State Insurance Commissioner Steve Poizner on Wednesday recommended no change to workers compensation rates for California businesses early next year, bucking a call for a 4 percent increase.

Poizner's move marks the first time in four years that an insurance commissioner has not recommended a decrease in workers compensation premium rates following the passage of sweeping reforms in 2003 and 2004. It comes at a time when industry watchers and analysts believe that the market has bottomed out.

Over the last four years, workers compensation premiums have fallen an average of 55 percent, thanks to robust competition among insurers. But claims costs have remained stubbornly high, prompting the quasi-public California Workers' Compensation Insurance Rating Bureau in September to recommend a 4.2 percent increase in base premium rates, effective with policy renewals on or after January 1, 2008.

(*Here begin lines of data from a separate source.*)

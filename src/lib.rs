//! Cinescrape: a movie-metadata harvester
//!
//! This crate searches a movie database website, collects the detail pages
//! matching a query, extracts a normalized record for each movie under a
//! bounded worker pool, and stores the results in SQLite for later querying.

pub mod app;
pub mod config;
pub mod crawler;
pub mod model;
pub mod output;
pub mod storage;

use thiserror::Error;

/// Main error type for Cinescrape operations
#[derive(Debug, Error)]
pub enum CineError {
    #[error("Configuration error: {0}")]
    Config(#[from] ConfigError),

    #[error("Invalid request: {0}")]
    Validation(#[from] ValidationError),

    #[error("Storage error: {0}")]
    Storage(#[from] storage::StorageError),

    #[error("HTTP client error: {0}")]
    Http(#[from] reqwest::Error),
}

/// Configuration-specific errors
#[derive(Debug, Error)]
pub enum ConfigError {
    #[error("Failed to read config file: {0}")]
    Io(#[from] std::io::Error),

    #[error("Failed to parse TOML: {0}")]
    Parse(#[from] toml::de::Error),

    #[error("Validation error: {0}")]
    Validation(String),

    #[error("Invalid URL in config: {0}")]
    InvalidUrl(String),

    #[error("Invalid selector for '{field}': {selector}")]
    InvalidSelector { field: String, selector: String },
}

/// Request validation errors, raised before any network activity
#[derive(Debug, Clone, PartialEq, Eq, Error)]
pub enum ValidationError {
    #[error("Search query cannot be empty")]
    EmptyQuery,

    #[error("max_pages must be at least 1, got {0}")]
    PageBudgetTooSmall(i64),

    #[error("max_pages must be between 1 and {limit}, got {value}")]
    PageBudgetOutOfRange { value: i64, limit: u32 },

    #[error("Missing required parameters: {0}")]
    MissingParameter(String),

    #[error("max_pages must be a number, got '{0}'")]
    NotANumber(String),
}

/// Result type alias for Cinescrape operations
pub type Result<T> = std::result::Result<T, CineError>;

/// Result type alias for configuration operations
pub type ConfigResult<T> = std::result::Result<T, ConfigError>;

// Re-export commonly used types
pub use config::{Config, ScraperConfig};
pub use crawler::{Orchestrator, ScrapeReport};
pub use model::{FetchOutcome, MovieRecord, PageBudget, SearchQuery};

In choosing not to go along with the rating bureau's call for a rate increase, Poizner cited figures compiled by his department showing that costs to insurers have plummeted 70 percent during the last four years. "This represents a tremendous savings that should allow insurers to give businesses additional relief in the form of lower rates," he said.

Under reforms enacted in the mid-1990s, the insurance commissioner can only recommend that carriers adjust their rates. However, insurers have generally used the commissioner's twice-yearly recommendations as their benchmark for setting rates. On Monday, the state's largest carrier, the State Compensation Insurance Fund, announced it was holding its rates steady.